Deployment Architecture and Scaling Considerations

When deploying anomaly detection in production, the architecture you choose depends on your metric volume and latency requirements. For small to medium deployments (under 10,000 unique metrics), a single-instance setup running Luminol or EGADS on a 4-core VM with 16 GB RAM is sufficient. Process metrics in 5-minute batches, store anomaly results in a time series database, and configure alerts based on anomaly scores.

For larger deployments with hundreds of thousands of metrics, a distributed architecture becomes necessary. EGADS was specifically designed for this scale at Yahoo, where it processes millions of metrics per minute. The recommended pattern uses a message queue (Kafka or Redis Streams) to fan out metrics to multiple worker instances, each processing a subset of the metric space. Results are aggregated by a central scoring service that normalizes anomaly scores across workers before pushing to alerting systems.

Luminol’s correlation engine adds an important architectural consideration: it needs access to multiple related metrics to compute correlations, which means metrics should be grouped by service or subsystem on the same worker. For example, all metrics from the payments service should be processed together so that correlated anomalies between payment latency and payment error rate can be detected. If these metrics are split across workers, correlation analysis becomes an expensive cross-worker join operation.

Memory management is another critical factor.
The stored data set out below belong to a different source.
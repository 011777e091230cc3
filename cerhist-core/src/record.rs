//! CORSIKA record layout: reshaping, sub-block splitting, classification.
//!
//! A Cherenkov output record is a flat sequence of 32-bit floats that
//! reshapes to rows of [`BUNCH_COLUMNS`] columns and partitions into
//! [`SUB_BLOCKS_PER_RECORD`] equal contiguous row-groups. The first value of
//! a sub-block is its tag, which classifies the block and carries the
//! Cherenkov/fluorescence sign on bunch data.

use crate::{Error, Result};
use ndarray::{Array2, ArrayView2, Axis};

/// Columns per photon-bunch row:
/// `[tag, x, y, u, v, time, wavelength]`.
pub const BUNCH_COLUMNS: usize = 7;

/// Sub-blocks per logical record.
pub const SUB_BLOCKS_PER_RECORD: usize = 21;

/// Required divisor of a record's element count.
pub const RECORD_ELEMENT_MULTIPLE: usize = BUNCH_COLUMNS * SUB_BLOCKS_PER_RECORD;

/// Open interval of tags marking the run-end sub-block (float-coded `RUNE`).
const RUN_END_TAG_RANGE: (f32, f32) = (3300.0, 3303.0);

/// Sub-block classification by tag.
#[derive(Debug, Clone, Copy, PartialEq, Eq)]
pub enum BlockKind {
    /// Photon-bunch data rows.
    Bunches,
    /// Header/trailer block carrying control codes.
    Control,
    /// Control block whose tag flags the end of the simulation run.
    RunEnd,
}

/// One logical record reshaped to rows of [`BUNCH_COLUMNS`] columns.
#[derive(Debug, Clone, PartialEq)]
pub struct Record {
    data: Array2<f32>,
}

impl Record {
    /// Reshapes a flat element sequence into a record.
    ///
    /// # Errors
    /// Returns [`Error::ShapeMismatch`] if the element count is not a
    /// multiple of [`BUNCH_COLUMNS`].
    pub fn from_elements(elements: Vec<f32>) -> Result<Self> {
        if elements.is_empty() || !elements.len().is_multiple_of(BUNCH_COLUMNS) {
            return Err(Error::ShapeMismatch {
                rows: elements.len() / BUNCH_COLUMNS,
                expected: SUB_BLOCKS_PER_RECORD,
            });
        }
        let rows = elements.len() / BUNCH_COLUMNS;
        let data = Array2::from_shape_vec((rows, BUNCH_COLUMNS), elements)
            .map_err(|_| Error::ShapeMismatch {
                rows,
                expected: SUB_BLOCKS_PER_RECORD,
            })?;
        Ok(Self { data })
    }

    /// Wraps an already-shaped (rows × 7) block.
    #[must_use]
    pub fn from_rows(data: Array2<f32>) -> Self {
        Self { data }
    }

    /// Number of 7-column rows.
    #[must_use]
    pub fn rows(&self) -> usize {
        self.data.nrows()
    }

    /// Borrowed view of the full record.
    #[must_use]
    pub fn view(&self) -> ArrayView2<'_, f32> {
        self.data.view()
    }

    /// Partitions the record into [`SUB_BLOCKS_PER_RECORD`] equal contiguous
    /// row-groups.
    ///
    /// # Errors
    /// Returns [`Error::ShapeMismatch`] if the row count is zero or not a
    /// multiple of the sub-block count.
    pub fn split(&self) -> Result<Vec<SubBlock<'_>>> {
        let rows = self.rows();
        if rows == 0 || !rows.is_multiple_of(SUB_BLOCKS_PER_RECORD) {
            return Err(Error::ShapeMismatch {
                rows,
                expected: SUB_BLOCKS_PER_RECORD,
            });
        }
        let rows_per_block = rows / SUB_BLOCKS_PER_RECORD;
        Ok(self
            .data
            .axis_chunks_iter(Axis(0), rows_per_block)
            .map(|rows| SubBlock { rows })
            .collect())
    }
}

/// One of the 21 partitions of a record, borrowed from it.
#[derive(Debug, Clone, Copy)]
pub struct SubBlock<'a> {
    rows: ArrayView2<'a, f32>,
}

impl<'a> SubBlock<'a> {
    /// The first value of the first row, used for classification.
    #[must_use]
    pub fn tag(&self) -> f32 {
        self.rows[[0, 0]]
    }

    /// Classifies the block against the configured bunch-weight threshold.
    ///
    /// Tags strictly inside (3300, 3303) mark the run end; otherwise a tag
    /// magnitude below `threshold` marks photon-bunch data.
    #[must_use]
    pub fn classify(&self, threshold: f32) -> BlockKind {
        let tag = self.tag();
        if tag > RUN_END_TAG_RANGE.0 && tag < RUN_END_TAG_RANGE.1 {
            BlockKind::RunEnd
        } else if tag.abs() < threshold {
            BlockKind::Bunches
        } else {
            BlockKind::Control
        }
    }

    /// Borrowed view of the block's rows.
    #[must_use]
    pub fn rows(&self) -> ArrayView2<'a, f32> {
        self.rows
    }
}

#[cfg(test)]
mod tests {
    use super::*;

    fn record_with_tags(tags: [f32; SUB_BLOCKS_PER_RECORD], rows_per_block: usize) -> Record {
        let mut elements = Vec::new();
        for tag in tags {
            for row in 0..rows_per_block {
                elements.push(if row == 0 { tag } else { 1.0 });
                elements.extend_from_slice(&[1.0; BUNCH_COLUMNS - 1]);
            }
        }
        Record::from_elements(elements).unwrap()
    }

    #[test]
    fn test_split_yields_21_blocks() {
        let record = record_with_tags([5.0; SUB_BLOCKS_PER_RECORD], 3);
        let blocks = record.split().unwrap();
        assert_eq!(blocks.len(), SUB_BLOCKS_PER_RECORD);
        let total: usize = blocks.iter().map(|b| b.rows().nrows()).sum();
        assert_eq!(total, record.rows());
    }

    #[test]
    fn test_split_rejects_uneven_rows() {
        let record = Record::from_elements(vec![0.0; 20 * BUNCH_COLUMNS]).unwrap();
        assert!(matches!(
            record.split(),
            Err(Error::ShapeMismatch { rows: 20, .. })
        ));
    }

    #[test]
    fn test_from_elements_rejects_ragged_payload() {
        assert!(Record::from_elements(vec![0.0; 10]).is_err());
        assert!(Record::from_elements(Vec::new()).is_err());
    }

    #[test]
    fn test_classify_by_tag() {
        let mut tags = [211_285.3_f32; SUB_BLOCKS_PER_RECORD];
        tags[3] = 4.5; // Cherenkov bunches
        tags[4] = -2.0; // fluorescence bunches
        tags[20] = 3301.0; // run end
        let record = record_with_tags(tags, 1);
        let blocks = record.split().unwrap();

        assert_eq!(blocks[0].classify(100.0), BlockKind::Control);
        assert_eq!(blocks[3].classify(100.0), BlockKind::Bunches);
        assert_eq!(blocks[4].classify(100.0), BlockKind::Bunches);
        assert_eq!(blocks[20].classify(100.0), BlockKind::RunEnd);
    }

    #[test]
    fn test_classify_respects_configured_threshold() {
        let mut tags = [500.0_f32; SUB_BLOCKS_PER_RECORD];
        tags[0] = 120.0;
        let record = record_with_tags(tags, 1);
        let blocks = record.split().unwrap();

        // |120| is a bunch weight under a large configured bunch size but a
        // control code under the historical 100 cutoff.
        assert_eq!(blocks[0].classify(150.0), BlockKind::Bunches);
        assert_eq!(blocks[0].classify(100.0), BlockKind::Control);
    }
}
EGADS maintains in-memory time series windows for forecasting, typically 1-4 weeks of data per metric. At 100,000 metrics with hourly resolution, this requires roughly 50-100 GB of RAM. Luminol’s bitmap-based approach is more memory-efficient, using compressed time window representations that require 60-70% less memory for equivalent time ranges. Surus’s PCA approach is the most memory-efficient since it reduces the dimensionality of the metric space before analysis — the principal component matrix for 50,000 metrics can fit in under 2 GB.

For teams just getting started, we recommend deploying Luminol in a Docker container attached to your existing Prometheus or InfluxDB instance, running in shadow mode (log-only, no alerts) for 2-4 weeks while you tune parameters and validate results. Once you’re confident in the anomaly detection quality, enable alerting gradually — starting with high-severity production services before expanding to development and staging environments.

FAQ

How is anomaly detection different from threshold-based alerting?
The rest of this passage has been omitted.